In the entries that follow, how many lines contain the word "configuration"? Answer with the number only.

(Stored data entries)
*****

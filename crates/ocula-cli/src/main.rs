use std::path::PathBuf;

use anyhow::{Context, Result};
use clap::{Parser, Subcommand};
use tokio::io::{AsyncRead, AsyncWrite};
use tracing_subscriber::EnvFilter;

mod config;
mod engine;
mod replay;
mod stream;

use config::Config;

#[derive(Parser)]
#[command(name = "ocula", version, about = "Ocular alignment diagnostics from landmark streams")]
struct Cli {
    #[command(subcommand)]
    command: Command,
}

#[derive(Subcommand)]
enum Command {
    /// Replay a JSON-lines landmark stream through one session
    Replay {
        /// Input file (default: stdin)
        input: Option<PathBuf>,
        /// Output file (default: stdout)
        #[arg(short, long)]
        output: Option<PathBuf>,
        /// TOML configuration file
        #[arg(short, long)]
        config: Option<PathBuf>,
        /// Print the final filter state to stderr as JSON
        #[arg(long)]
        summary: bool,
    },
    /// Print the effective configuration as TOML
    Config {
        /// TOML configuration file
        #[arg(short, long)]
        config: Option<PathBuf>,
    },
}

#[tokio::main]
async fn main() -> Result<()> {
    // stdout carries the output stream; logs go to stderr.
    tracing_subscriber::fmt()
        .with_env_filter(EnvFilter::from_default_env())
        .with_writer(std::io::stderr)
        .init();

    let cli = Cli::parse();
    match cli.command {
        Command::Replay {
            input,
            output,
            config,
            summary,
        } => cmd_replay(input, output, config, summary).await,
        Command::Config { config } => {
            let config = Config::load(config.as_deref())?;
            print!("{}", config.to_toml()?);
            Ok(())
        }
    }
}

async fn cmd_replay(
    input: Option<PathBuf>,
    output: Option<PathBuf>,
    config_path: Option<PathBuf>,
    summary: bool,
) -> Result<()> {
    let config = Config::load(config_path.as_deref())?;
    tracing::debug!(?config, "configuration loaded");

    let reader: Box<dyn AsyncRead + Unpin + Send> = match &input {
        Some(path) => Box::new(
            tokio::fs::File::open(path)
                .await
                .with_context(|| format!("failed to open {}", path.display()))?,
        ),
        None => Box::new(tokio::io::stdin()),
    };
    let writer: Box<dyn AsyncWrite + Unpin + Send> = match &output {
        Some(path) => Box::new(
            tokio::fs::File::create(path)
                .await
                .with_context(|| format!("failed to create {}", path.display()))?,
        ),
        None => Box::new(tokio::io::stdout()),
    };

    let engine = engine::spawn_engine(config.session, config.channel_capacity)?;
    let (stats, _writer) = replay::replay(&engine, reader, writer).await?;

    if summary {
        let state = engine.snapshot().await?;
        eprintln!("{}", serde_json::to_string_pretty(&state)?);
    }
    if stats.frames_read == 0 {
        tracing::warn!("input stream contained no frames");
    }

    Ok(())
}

*****

### Written reply
4